During my first trip to Europe, I had traveled there under the impression on the whole that we were in a more secular society. But some clear exceptions had arisen. Like when we were on the bus, and the tour guide made a reference to "our Lord and Savior Jesus Christ." There was no overt piety to his statement. He may or may not have been personally religious. This was just how facts were stated in that part of the world.
Europe often challenges me with questions. As much as statistics might paint one picture of secularization, Europe has me seeing that such statistics, even when accurate, paint a distorted picture. (I think of Dr. Montgomery's joke about the statistician who drowned in a lake with an average depth of three feet.) However many people might go to church, a society might still bear strong markings of its Christian past. And markings that have deep meaning.

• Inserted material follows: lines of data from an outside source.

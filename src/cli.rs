use clap::{Parser, Subcommand};
use std::path::PathBuf;

/// Civitai 模型浏览与下载队列服务
#[derive(Parser, Debug)]
#[command(name = "civitai-browser")]
#[command(version)]
#[command(author = "rpeng252@gmail.com")]
#[command(about = "本地 Civitai 模型浏览与下载队列服务", long_about = None)]
pub struct Cli {
    /// 输出调试日志
    #[arg(long, short, global = true)]
    pub verbose: bool,

    #[command(subcommand)]
    pub command: Command,
}

#[derive(Subcommand, Debug)]
pub enum Command {
    /// 启动 HTTP 服务
    Serve {
        /// 配置文件路径 (默认读取 CIVITAI_CONFIG_PATH 或 ./config/settings.json)
        #[arg(long, value_name = "PATH")]
        #[arg(value_hint = clap::ValueHint::FilePath)]
        config: Option<PathBuf>,

        /// 监听地址
        #[arg(long, value_name = "HOST", default_value = "127.0.0.1")]
        host: String,

        /// 监听端口
        #[arg(long, value_name = "PORT", default_value_t = 8000)]
        port: u16,
    },

    /// 查看下载状态
    Status {
        /// 服务地址
        #[arg(long, value_name = "URL", default_value = "http://127.0.0.1:8000")]
        #[arg(value_hint = clap::ValueHint::Url)]
        server: String,

        /// 持续刷新
        #[arg(long, short)]
        watch: bool,

        /// 刷新间隔（秒）
        #[arg(long, value_name = "SECS", default_value_t = 2)]
        interval: u64,
    },
}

Perhaps having a Christian calendar in memory makes people more aware of the fact that "to everything there is a season." They are willing to let go of goat cheese when it is no longer the season. Then there is room for something else. Our "always on" culture often means putting up with mediocrity. Wanting to have whatever we want when we want it means losing the palate to know when something is good. There might be an abundance of riches to be discovered if we can let go of our insistence on having what we want at our own convenience. Catherine was delighted to see her beloved goat cheese again. "I've missed this so much," she said. Seasons are not so noticeable in Southern California where I live. I love the convenience of not having to dig my car out of the snow. But without any kind of a calendar, we face monotony. The Christian church has been wise in retaining hold of seasons.